Accordingly, the Obama administration’s Afghanistan critics are reluctant ones. Hogue said the progressive pressure on him was “to support Obama” by ensuring that the drift over the war doesn’t overtake his broader agenda and so he can explain to the country “how he’s going to achieve goals, what we’ll achieve, and how we’re going to get out.” MoveOn’s supporters, like many Democrats, are not yet at the point of demanding a concrete date for withdrawal, preferring at this point to insist Obama articulate a plausible plan for Afghanistan that includes an exit strategy.

Similarly, Greenwald said he was encouraged by Obama’s Afghanistan strategy review, particularly as it, reportedly, begins to distinguish between al-Qaeda and its Taliban allies while setting the goals for the war. “Why would you occupy a country for 100 [al-Qaeda] evildoers? It just doesn’t make sense to me if security is primarily the issue for our country” in Afghanistan, the filmmaker said shortly after premiering his film in Washington D.C. last week. While Greenwald said he would like the review to be “tougher, smarter and broader,” he said he hoped it would address the “implicit assumption” that “sending more troops will help our country.”

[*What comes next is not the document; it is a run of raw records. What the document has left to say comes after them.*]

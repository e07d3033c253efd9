//! Cache statistics snapshot.

/// A consistent snapshot of cache statistics.
///
/// All counters are taken under the cache lock in a single read, so the
/// fields are mutually consistent (unlike reading the individual accessors
/// back to back under concurrency).
///
/// # Example
///
/// ```
/// use recency_cache::Cache;
///
/// let cache: Cache<String, String> = Cache::new(1024).unwrap();
/// // ... perform cache operations ...
///
/// let metrics = cache.metrics();
/// println!("Hit rate: {:.2}%", metrics.hit_rate() * 100.0);
/// println!("Utilization: {:.2}%", metrics.utilization() * 100.0);
/// println!("Evictions: {}", metrics.evictions);
/// ```
#[non_exhaustive]
#[derive(Debug, Clone, Default, PartialEq, Eq)]
pub struct CacheMetrics {
	/// Lookups that found the key present.
	pub hits: u64,
	/// Lookups that found the key absent.
	pub misses: u64,
	/// Values installed by a winning create-on-miss.
	pub creates: u64,
	/// Explicit `put` calls that committed.
	pub puts: u64,
	/// Eviction counter: incremented once per capacity-evicted entry, and by
	/// the whole outstanding weight on `evict_all`.
	pub evictions: u64,
	/// Sum of the weights of all entries currently present.
	pub current_weight: u64,
	/// The immutable weight budget.
	pub max_weight: u64,
	/// Number of entries currently present.
	pub entry_count: usize,
}

impl CacheMetrics {
	/// Hit rate as a ratio between 0.0 and 1.0.
	///
	/// Returns 0.0 if there have been no lookups.
	pub fn hit_rate(&self) -> f64 {
		let total = self.hits + self.misses;
		if total == 0 {
			0.0
		} else {
			self.hits as f64 / total as f64
		}
	}

	/// Fraction of the weight budget currently in use, between 0.0 and 1.0.
	pub fn utilization(&self) -> f64 {
		if self.max_weight == 0 {
			0.0
		} else {
			self.current_weight as f64 / self.max_weight as f64
		}
	}

	/// Total number of lookups (hits + misses).
	pub fn total_accesses(&self) -> u64 {
		self.hits + self.misses
	}
}

#[cfg(test)]
mod tests {
	use super::*;

	#[test]
	fn test_hit_rate_with_no_accesses() {
		let metrics = CacheMetrics::default();
		assert_eq!(metrics.hit_rate(), 0.0);
		assert_eq!(metrics.total_accesses(), 0);
	}

	#[test]
	fn test_hit_rate_and_utilization() {
		let metrics = CacheMetrics {
			hits: 3,
			misses: 1,
			current_weight: 50,
			max_weight: 200,
			..Default::default()
		};
		assert_eq!(metrics.hit_rate(), 0.75);
		assert_eq!(metrics.utilization(), 0.25);
		assert_eq!(metrics.total_accesses(), 4);
	}
}
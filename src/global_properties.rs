//! A generic mechanism for storing run-wide, read-only parameters.
//!
//! A global property is declared with `define_global_property!`, optionally
//! with a validation function. Values are validated when they are set and
//! can only be set once per `Context`, so every module of a run sees the same
//! resolved scenario.
use std::any::{Any, TypeId};

use log::trace;

use crate::context::Context;
use crate::define_data_plugin;
use crate::error::SimulationError;
use crate::hashing::HashMap;

/// Defines a global property with the following parameters:
/// * `$global_property`: Name for the identifier type of the global property
/// * `$value`: The type of the property's value
/// * `$validate`: A function (or closure) that checks the validity of the property (optional)
#[macro_export]
macro_rules! define_global_property {
    ($global_property:ident, $value:ty, $validate: expr) => {
        #[derive(Copy, Clone)]
        pub struct $global_property;

        impl $crate::global_properties::GlobalProperty for $global_property {
            type Value = $value;

            fn name() -> &'static str {
                stringify!($global_property)
            }

            fn validate(val: &$value) -> Result<(), $crate::error::SimulationError> {
                $validate(val)
            }
        }
    };

    ($global_property: ident, $value: ty) => {
        $crate::define_global_property!($global_property, $value, |_| { Ok(()) });
    };
}
pub use define_global_property;

pub trait GlobalProperty: Any {
    type Value: Any;

    fn name() -> &'static str;

    #[allow(clippy::missing_errors_doc)]
    fn validate(value: &Self::Value) -> Result<(), SimulationError>;
}

struct GlobalPropertiesDataContainer {
    global_property_container: HashMap<TypeId, Box<dyn Any>>,
}

define_data_plugin!(
    GlobalPropertiesPlugin,
    GlobalPropertiesDataContainer,
    GlobalPropertiesDataContainer {
        global_property_container: HashMap::default(),
    }
);

pub trait ContextGlobalPropertiesExt {
    /// Validate and set the value of a global property.
    ///
    /// # Errors
    ///
    /// Returns the validation error of the property, or
    /// `SimulationError::DuplicateGlobalProperty` if it was already set.
    fn set_global_property_value<T: GlobalProperty>(
        &mut self,
        property: T,
        value: T::Value,
    ) -> Result<(), SimulationError>;

    /// Return the value of a global property, or `None` if it was never set.
    fn get_global_property_value<T: GlobalProperty>(&self, property: T) -> Option<&T::Value>;
}

impl ContextGlobalPropertiesExt for Context {
    fn set_global_property_value<T: GlobalProperty>(
        &mut self,
        _property: T,
        value: T::Value,
    ) -> Result<(), SimulationError> {
        trace!("setting global property {}", T::name());
        T::validate(&value)?;
        let data_container = self.get_data_container_mut(GlobalPropertiesPlugin);
        match data_container
            .global_property_container
            .entry(TypeId::of::<T>())
        {
            std::collections::hash_map::Entry::Occupied(_) => Err(
                SimulationError::DuplicateGlobalProperty(T::name().to_string()),
            ),
            std::collections::hash_map::Entry::Vacant(entry) => {
                entry.insert(Box::new(value));
                Ok(())
            }
        }
    }

    fn get_global_property_value<T: GlobalProperty>(&self, _property: T) -> Option<&T::Value> {
        self.get_data_container(GlobalPropertiesPlugin)?
            .global_property_container
            .get(&TypeId::of::<T>())?
            .downcast_ref::<T::Value>()
    }
}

Greenwald, who has worked with MoveOn on previous anti-Iraq war and Fox News-hounding projects during the Bush years, said it was “great to have the most effective, efficient, smartest and biggest online group working with us and using the film.” His documentary — much of which was shot in Afghanistan — had reached about 600 screenings in people’s homes and from student groups and unions in its first three weeks of full release, after being available in installments for months on his website and primarily not yet available in theaters.

The next steps, Greenwald said, would be to target screenings to progressive members of congress’ districts and “invite congressmen and -women and staffers to come to the screening.” At the screenings, he hopes to present members or their staffs with concrete figures about how the costs of the war, an estimated $228 billion over eight years, has impacted specific districts in terms of measurements like lost jobs.

It will not be easy to predict how the emerging antiwar movement impacts the president’s decisions, particularly as much of the overlapping progressive infrastructure views the healthcare reform fight as its primary effort — and there the Obama administration is a crucial ally. While MoveOn can “walk and chew gum at the same time,” Hogue said “I’m not going to lie to you, we’re in the middle of a huge health care fight” and MoveOn had placed “enormous resources into that.”

Yet Grayson and another beloved progressive member of Congress, Rep. Donna Edwards (D-Md.), attended Greenwald’s Washington premiere last Tuesday and spoke at a panel afterwards. “The war itself is destructive, not constructive,” Grayson said at the panel.

In an interview just after Obama’s Nobel Prize was announced, Grayson combined support for Obama with opposition to the war Obama may decide to escalate. “Logically,” he said, “if you win the Nobel Peace Prize then you’re a man of peace. I think ultimately the commander-in-chief will make up his mind to end the war and bring our troops home. I hope it happens sooner rather later but I think it’s inevitable. I don’t think we’ll be in Afghanistan in the year 2089.”